The cry “Wilkes and Liberty!” resounded as the protagonist stood again for Middlesex, was defiantly returned by its voters, again expelled, again elected and expelled a third time. He became both a constitutional symbol and a popular hero, focus of the commoners’ discontents. When the Government put up its own candidate for Middlesex and declared him elected by ruling out the votes for Wilkes, tumult and agitation convulsed London. The city “is a daily scene of lawless riots and confusion,” wrote Benjamin Franklin. “Mobs patrol the streets at noonday, some knocking down all that will not roar for Wilkes and liberty.” Coalers, sailors, watermen and all sorts of rioters overturned carriages, looted shops, broke into noble residences, while the ministry was “divided in their counsels” and apprehensive of what might come.

By its fatuous suppression of the Middlesex vote, the Government aroused the ever-ready cry of alarm about English liberties. The connection with American liberties, constantly propounded among the Wilkesites by the more active American agents, was confirmed. “The persons who wish to enslave America, would, if it lay in their power, enslave us,” said a linen draper and elector of London during the canvass for votes in 1768. The 236 elected councilmen and 26 aldermen, mainly shopkeepers and self-employed artisans, who made up the London Court of Common Council, condemned virtually every measure for coercion of the colonies.

At the head of the advocates was the Lord Mayor himself, the spirited merchant William Beckford, who, like most partisans of America, reached that position through his advocacy of Wilkes; to oppose the Government on one was to oppose it on both. As the scion of a wealthy Jamaica family of sugar planters and the island’s largest landowner, Beckford enlarged his fortune in English commerce, rose from alderman to sheriff to Lord Mayor and addressed to the King the protest of the city of London against the doctoring of the Middlesex election. Though snobbishly said by Walpole to act from “a confused heap of knowledge … so uncorrected by judgment that his absurdities were made but more conspicuous by his vanity,” he made a bold voice among the critics of American policy.
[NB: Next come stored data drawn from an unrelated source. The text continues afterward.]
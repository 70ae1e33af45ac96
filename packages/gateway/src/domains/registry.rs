//! Domain submission and status reconciliation.

use lazy_static::lazy_static;
use regex::Regex;
use std::path::PathBuf;
use std::sync::Arc;

use crate::common::GatewayError;
use crate::domains::models::{DomainRecord, DomainStatusRow};
use crate::kernel::{sync_seed_file, EngineClient, ProcessSupervisor};

lazy_static! {
    // Conventional label(.label)+ DNS shape, lowercase, with a TLD.
    static ref DOMAIN_REGEX: Regex = Regex::new(
        r"^[a-z0-9]([a-z0-9-]*[a-z0-9])?(\.[a-z0-9]([a-z0-9-]*[a-z0-9])?)+$"
    )
    .unwrap();
}

/// Normalize and validate a submission batch. Rejects before any write.
pub fn validate_domains(domains: &[String]) -> Result<Vec<String>, GatewayError> {
    if domains.is_empty() {
        return Err(GatewayError::Validation("domain list is empty".into()));
    }

    let mut normalized = Vec::with_capacity(domains.len());
    for raw in domains {
        let domain = raw.trim().to_lowercase();
        if !DOMAIN_REGEX.is_match(&domain) {
            return Err(GatewayError::Validation(format!(
                "'{raw}' is not a valid domain name"
            )));
        }
        normalized.push(domain);
    }
    Ok(normalized)
}

/// Accepts domain submissions, persists domain records, and keeps workers
/// running for tracked domains.
pub struct DomainRegistry {
    engine: Arc<EngineClient>,
    supervisor: Arc<ProcessSupervisor>,
    seed_file: PathBuf,
    status_page_size: usize,
}

impl DomainRegistry {
    pub fn new(
        engine: Arc<EngineClient>,
        supervisor: Arc<ProcessSupervisor>,
        seed_file: PathBuf,
        status_page_size: usize,
    ) -> Self {
        Self {
            engine,
            supervisor,
            seed_file,
            status_page_size,
        }
    }

    /// Submit a batch of domains.
    ///
    /// Validation happens before any write. The engine must be reachable or
    /// the whole batch fails with `BackendUnavailable` so the dashboard can
    /// tell infra failures from input errors. Records are create-only, so a
    /// resubmitted domain keeps its counters; every domain in the batch is
    /// then ensured running, which is what makes resubmission the recovery
    /// path for a submit that persisted records but failed to spawn.
    pub async fn submit(&self, domains: &[String]) -> Result<Vec<String>, GatewayError> {
        let normalized = validate_domains(domains)?;

        self.engine
            .ping()
            .await
            .map_err(|e| GatewayError::BackendUnavailable(e.to_string()))?;

        let records: Vec<DomainRecord> = normalized
            .iter()
            .map(|d| DomainRecord::pending(d))
            .collect();
        let created = self
            .engine
            .bulk_create_domains(&records)
            .await
            .map_err(|e| GatewayError::BackendUnavailable(e.to_string()))?;
        tracing::info!(
            submitted = normalized.len(),
            created,
            "domain batch persisted"
        );

        sync_seed_file(&self.seed_file, &normalized).await?;

        for domain in &normalized {
            self.supervisor.start(domain)?;
        }

        Ok(normalized)
    }

    /// All persisted domain records, newest first, joined with liveness.
    pub async fn list_statuses(&self) -> Result<Vec<DomainStatusRow>, GatewayError> {
        let records = self
            .engine
            .list_domains(self.status_page_size)
            .await
            .map_err(|e| GatewayError::BackendUnavailable(e.to_string()))?;

        Ok(records
            .into_iter()
            .map(|record| {
                let is_active = self.supervisor.is_active(&record.domain);
                DomainStatusRow { record, is_active }
            })
            .collect())
    }
}

#[cfg(test)]
mod tests {
    use super::*;

    #[test]
    fn accepts_conventional_domains() {
        let batch = vec!["example.com".to_string(), "news.bbc.co.uk".to_string()];
        assert_eq!(validate_domains(&batch).unwrap(), batch);
    }

    #[test]
    fn normalizes_case_and_whitespace() {
        let batch = vec!["  Example.COM ".to_string()];
        assert_eq!(validate_domains(&batch).unwrap(), vec!["example.com"]);
    }

    #[test]
    fn rejects_empty_batch() {
        let err = validate_domains(&[]).unwrap_err();
        assert!(matches!(err, GatewayError::Validation(_)));
    }

    #[test]
    fn rejects_malformed_domains() {
        for bad in ["not a domain", "nodots", "http://example.com", "-bad.com", "a..b"] {
            let err = validate_domains(&[bad.to_string()]).unwrap_err();
            assert!(
                matches!(err, GatewayError::Validation(_)),
                "expected validation error for {bad:?}"
            );
        }
    }
}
English Radicals reflected the colonists’ view of a ministerial conspiracy to suppress their liberties. Josiah Wedgwood, a leading Radical, believed the Townshend Act was a deliberate effort toward that end, although he thought it would be counter-productive in that it would accelerate American independence by a century.

The London Magazine in August 1768 compared the authors and abettors of “the present impolitick measures against America” to the Crown and its “wretched ministers” of the 17th century. “From our own observations we will venture to say that nine persons in ten, even in this country, are friends to the Americans” and believe they “have right on their side.” Nine out of ten was certainly exaggerated; some journals estimated the proportions just in reverse. Ralph Izard, an American resident in London, judged that four out of five Britons were opposed to America and that Parliament’s support of the Government correctly reflected public opinion. When the opposition regularly produced no more than eighty votes, “you may depend on it, the measure is not thought a bad one, for corruption does not reach that deep.” Public opinion is hard to judge from the contemporary press because many of the pro-American articles were contributed anonymously or under pseudonyms by Americans in London. Nevertheless, English printers would not have given the fair amount of space they did to paragraphs and letters favorable to the colonies if an important section of public opinion had not opposed the Government’s policies.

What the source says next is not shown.